[[ Information given, beginning ]]

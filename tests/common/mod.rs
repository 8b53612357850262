//! Shared helpers for integration tests
//!
//! `ScriptedFeed` is an in-memory feed adapter. Its script holds the full
//! remote history per product; paginated calls slice it the way the remote
//! feeds do, and every page request is recorded so tests can assert on
//! pagination behavior.

#![allow(dead_code)]

use async_trait::async_trait;
use rust_decimal::Decimal;
use serde::Deserialize;
use std::collections::{HashMap, HashSet};
use std::path::Path;
use std::sync::atomic::{AtomicUsize, Ordering};
use std::sync::{Arc, Mutex};

use txn_sync::types::AdditionalInfo;
use txn_sync::{
    AccountPage, AccountTransactionRecord, Amount, FlowDirection, Product, SqliteTransactionStore,
    SyncConfig, SyncEngine, SyncError, TransactionDetail, TransactionFeed, TransactionRecord,
};

/// Remote state served by [`ScriptedFeed`]
#[derive(Debug, Clone, Default, Deserialize)]
#[serde(default, rename_all = "camelCase")]
pub struct FeedScript {
    pub products: Vec<Product>,
    /// Card feed per card id
    pub card: HashMap<String, Vec<TransactionRecord>>,
    /// Linked-account feed per account id, newest first
    pub linked: HashMap<String, Vec<TransactionRecord>>,
    /// Account-history feed per account id, newest first
    pub accounts: HashMap<String, Vec<AccountTransactionRecord>>,
    /// Transaction ids whose detail lookup fails
    pub failing_details: HashSet<String>,
    /// Card ids whose card feed fails
    pub failing_cards: HashSet<String>,
    /// Report `has_next = true` on every account page
    pub sticky_has_next: bool,
}

pub struct ScriptedFeed {
    script: Mutex<FeedScript>,
    linked_requests: Mutex<Vec<(String, usize)>>,
    account_requests: Mutex<Vec<(String, usize)>>,
    detail_calls: AtomicUsize,
}

impl ScriptedFeed {
    pub fn new(script: FeedScript) -> Self {
        Self {
            script: Mutex::new(script),
            linked_requests: Mutex::new(Vec::new()),
            account_requests: Mutex::new(Vec::new()),
            detail_calls: AtomicUsize::new(0),
        }
    }

    /// Load `feed.json` from a fixture directory
    pub fn from_fixture(dir: &Path) -> Self {
        let path = dir.join("feed.json");
        let text = std::fs::read_to_string(&path)
            .unwrap_or_else(|e| panic!("Failed to read {}: {}", path.display(), e));
        let script: FeedScript = serde_json::from_str(&text)
            .unwrap_or_else(|e| panic!("Failed to parse {}: {}", path.display(), e));
        Self::new(script)
    }

    /// Mutate the remote state between runs
    pub fn update(&self, change: impl FnOnce(&mut FeedScript)) {
        change(&mut *self.script.lock().unwrap());
    }

    /// Page indices requested from the linked-account feed, then cleared
    pub fn take_linked_requests(&self, account_id: &str) -> Vec<usize> {
        let mut requests = self.linked_requests.lock().unwrap();
        let pages = requests
            .iter()
            .filter(|(id, _)| id == account_id)
            .map(|(_, page)| *page)
            .collect();
        requests.clear();
        pages
    }

    /// Page indices requested from the account feed, then cleared
    pub fn take_account_requests(&self, account_id: &str) -> Vec<usize> {
        let mut requests = self.account_requests.lock().unwrap();
        let pages = requests
            .iter()
            .filter(|(id, _)| id == account_id)
            .map(|(_, page)| *page)
            .collect();
        requests.clear();
        pages
    }

    pub fn detail_calls(&self) -> usize {
        self.detail_calls.load(Ordering::SeqCst)
    }
}

fn page_bounds(len: usize, page_size: usize, page_index: usize) -> (usize, usize) {
    let start = page_index.saturating_mul(page_size).min(len);
    let end = start.saturating_add(page_size).min(len);
    (start, end)
}

#[async_trait]
impl TransactionFeed for ScriptedFeed {
    async fn fetch_products(&self) -> Result<Vec<Product>, SyncError> {
        Ok(self.script.lock().unwrap().products.clone())
    }

    async fn fetch_card_transactions(
        &self,
        product_id: &str,
    ) -> Result<Vec<TransactionRecord>, SyncError> {
        let script = self.script.lock().unwrap();
        if script.failing_cards.contains(product_id) {
            return Err(SyncError::feed("card transactions", "502 Bad Gateway"));
        }
        Ok(script.card.get(product_id).cloned().unwrap_or_default())
    }

    async fn fetch_linked_account_page(
        &self,
        account_id: &str,
        page_size: usize,
        page_index: usize,
    ) -> Result<Vec<TransactionRecord>, SyncError> {
        self.linked_requests
            .lock()
            .unwrap()
            .push((account_id.to_string(), page_index));

        let script = self.script.lock().unwrap();
        let records = script.linked.get(account_id).cloned().unwrap_or_default();
        let (start, end) = page_bounds(records.len(), page_size, page_index);
        Ok(records[start..end].to_vec())
    }

    async fn fetch_account_page(
        &self,
        account_id: &str,
        page_size: usize,
        page_index: usize,
    ) -> Result<AccountPage, SyncError> {
        self.account_requests
            .lock()
            .unwrap()
            .push((account_id.to_string(), page_index));

        let script = self.script.lock().unwrap();
        let records = script.accounts.get(account_id).cloned().unwrap_or_default();
        let (start, end) = page_bounds(records.len(), page_size, page_index);
        Ok(AccountPage {
            transactions: records[start..end].to_vec(),
            has_next: script.sticky_has_next || end < records.len(),
        })
    }

    async fn fetch_transaction_detail(&self, id: &str) -> Result<TransactionDetail, SyncError> {
        self.detail_calls.fetch_add(1, Ordering::SeqCst);
        if self.script.lock().unwrap().failing_details.contains(id) {
            return Err(SyncError::feed("transaction detail", "503 Service Unavailable"));
        }
        Ok(TransactionDetail {
            beneficiary_name: format!("Beneficiary {}", id),
            beneficiary_address: "Yerevan".to_string(),
            credit_account_number: "1570000000000".to_string(),
            additional_info: Some(AdditionalInfo {
                card_masked_number: Some("4111********1111".to_string()),
                processed_operation_id: Some(format!("op-{}", id)),
            }),
            transaction_swift_details: None,
        })
    }
}

/// Card or linked-account record with an AMD amount
pub fn record(id: &str, operation_date: &str, amount: i64, kind: &str) -> TransactionRecord {
    TransactionRecord {
        id: id.to_string(),
        operation_date: operation_date.to_string(),
        amount: Amount::new("AMD", Decimal::new(amount, 0)),
        transaction_type: kind.to_string(),
        details: format!("Transaction {}", id),
        ..Default::default()
    }
}

/// `count` distinct linked records, newest first, ids `{prefix}{n}`
pub fn linked_history(prefix: &str, count: usize) -> Vec<TransactionRecord> {
    (0..count)
        .rev()
        .map(|n| {
            let minutes = n as i64;
            let date = chrono::DateTime::from_timestamp(1_704_067_200 + minutes * 60, 0)
                .unwrap()
                .to_rfc3339();
            record(&format!("{}{}", prefix, n), &date, 100 + minutes, "transfer:local")
        })
        .collect()
}

/// `count` distinct account records, newest first, ids `{prefix}{n}`
pub fn account_history(prefix: &str, count: usize) -> Vec<AccountTransactionRecord> {
    (0..count)
        .rev()
        .map(|n| {
            let mut record = AccountTransactionRecord::new(
                format!("{}{}", prefix, n),
                if n % 2 == 0 {
                    FlowDirection::Inbound
                } else {
                    FlowDirection::Outbound
                },
                1_704_067_200_000 + n as i64 * 60_000,
            );
            record.transaction_amount = Amount::new("AMD", Decimal::new(1000 + n as i64, 0));
            record
        })
        .collect()
}

pub type TestEngine = SyncEngine<ScriptedFeed, SqliteTransactionStore>;

/// Engine over an in-memory store
pub fn engine(feed: &Arc<ScriptedFeed>, config: SyncConfig) -> TestEngine {
    let store = Arc::new(SqliteTransactionStore::open_in_memory().unwrap());
    SyncEngine::new(Arc::clone(feed), store, config)
}
//! Bounded-concurrency enrichment of linked-account transactions
//!
//! This module provides `EnrichmentFetcher`, which resolves the extended
//! details of newly synced linked-account records through one detail lookup
//! per record and writes the results back in a single store transaction.
//!
//! # Design
//!
//! Lookups are spawned onto a `JoinSet` and gated by a semaphore, so at most
//! `concurrency` of them are in flight. Successful results accumulate in a
//! shared, mutex-guarded buffer.
//!
//! # Failure semantics
//!
//! The batch is all-or-nothing. The first failed lookup aborts every
//! outstanding task and the accumulated results are discarded, so no
//! record of the batch is marked as fetched. Unenriched records stay visible
//! to [`TransactionStore::records_needing_enrichment`] for a later retry.
//!
//! # Architecture
//!
//! ```text
//! EnrichmentFetcher
//!     ├── Arc<F: TransactionFeed>   (detail lookups)
//!     ├── Arc<S: TransactionStore>  (batch write-back)
//!     └── concurrency               (max lookups in flight)
//! ```

use std::sync::Arc;
use tokio::sync::{Mutex, Semaphore};
use tokio::task::JoinSet;
use tracing::{debug, info, warn};

use super::traits::{TransactionFeed, TransactionStore};
use crate::types::{ExtendedInfo, SyncError, TxnKey};

/// Fetches and persists extended info for a batch of linked-account records
#[derive(Debug)]
pub struct EnrichmentFetcher<F, S> {
    feed: Arc<F>,
    store: Arc<S>,
    concurrency: usize,
}

impl<F, S> Clone for EnrichmentFetcher<F, S> {
    fn clone(&self) -> Self {
        Self {
            feed: Arc::clone(&self.feed),
            store: Arc::clone(&self.store),
            concurrency: self.concurrency,
        }
    }
}

impl<F, S> EnrichmentFetcher<F, S>
where
    F: TransactionFeed + 'static,
    S: TransactionStore + 'static,
{
    /// Create a new EnrichmentFetcher
    ///
    /// # Arguments
    ///
    /// * `feed` - Feed adapter used for detail lookups
    /// * `store` - Store the results are written to
    /// * `concurrency` - Maximum lookups in flight; 0 is treated as 1
    pub fn new(feed: Arc<F>, store: Arc<S>, concurrency: usize) -> Self {
        Self {
            feed,
            store,
            concurrency: concurrency.max(1),
        }
    }

    pub fn concurrency(&self) -> usize {
        self.concurrency
    }

    /// Enrich one batch of linked-account records
    ///
    /// # Arguments
    ///
    /// * `product_id` - Product the records belong to
    /// * `keys` - Composite keys of the records to enrich
    ///
    /// # Returns
    ///
    /// * `Ok(n)` - Every lookup succeeded and `n` records were marked fetched
    /// * `Err(SyncError)` - A lookup or the write-back failed; nothing from
    ///   this batch was persisted
    pub async fn enrich(&self, product_id: &str, keys: Vec<TxnKey>) -> Result<usize, SyncError> {
        if keys.is_empty() {
            return Ok(0);
        }

        let requested = keys.len();
        debug!(
            product = %product_id,
            records = requested,
            concurrency = self.concurrency,
            "Starting enrichment batch"
        );

        let semaphore = Arc::new(Semaphore::new(self.concurrency));
        let results: Arc<Mutex<Vec<(TxnKey, ExtendedInfo)>>> =
            Arc::new(Mutex::new(Vec::with_capacity(requested)));

        let mut tasks = JoinSet::new();
        for key in keys {
            let feed = Arc::clone(&self.feed);
            let semaphore = Arc::clone(&semaphore);
            let results = Arc::clone(&results);

            tasks.spawn(async move {
                let _permit = semaphore
                    .acquire_owned()
                    .await
                    .map_err(|e| SyncError::detail_lookup(&key.id, &e.to_string()))?;

                let detail = feed
                    .fetch_transaction_detail(&key.id)
                    .await
                    .map_err(|e| match e {
                        SyncError::DetailLookup { .. } => e,
                        other => SyncError::detail_lookup(&key.id, &other.to_string()),
                    })?;
                let info = ExtendedInfo::from_detail(&key.id, detail)?;

                results.lock().await.push((key, info));
                Ok::<(), SyncError>(())
            });
        }

        while let Some(joined) = tasks.join_next().await {
            let outcome = joined
                .map_err(|e| SyncError::feed("transaction detail", &e.to_string()))
                .and_then(|result| result);

            if let Err(error) = outcome {
                tasks.abort_all();
                warn!(
                    product = %product_id,
                    records = requested,
                    error = %error,
                    "Enrichment batch aborted, nothing written"
                );
                return Err(error);
            }
        }

        let mut entries = std::mem::take(&mut *results.lock().await);
        entries.sort_by(|a, b| a.0.cmp(&b.0));

        let written = self.store.update_extended_info_batch(product_id, &entries)?;
        info!(product = %product_id, enriched = written, "Enrichment batch written");
        Ok(written)
    }
}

[[ Information given, end ]]

• **Exercise brief**: Every line of the listing that holds "joined" should be found and copied.

• **Result of the exercise**:
        while let Some(joined) = tasks.join_next().await {
            let outcome = joined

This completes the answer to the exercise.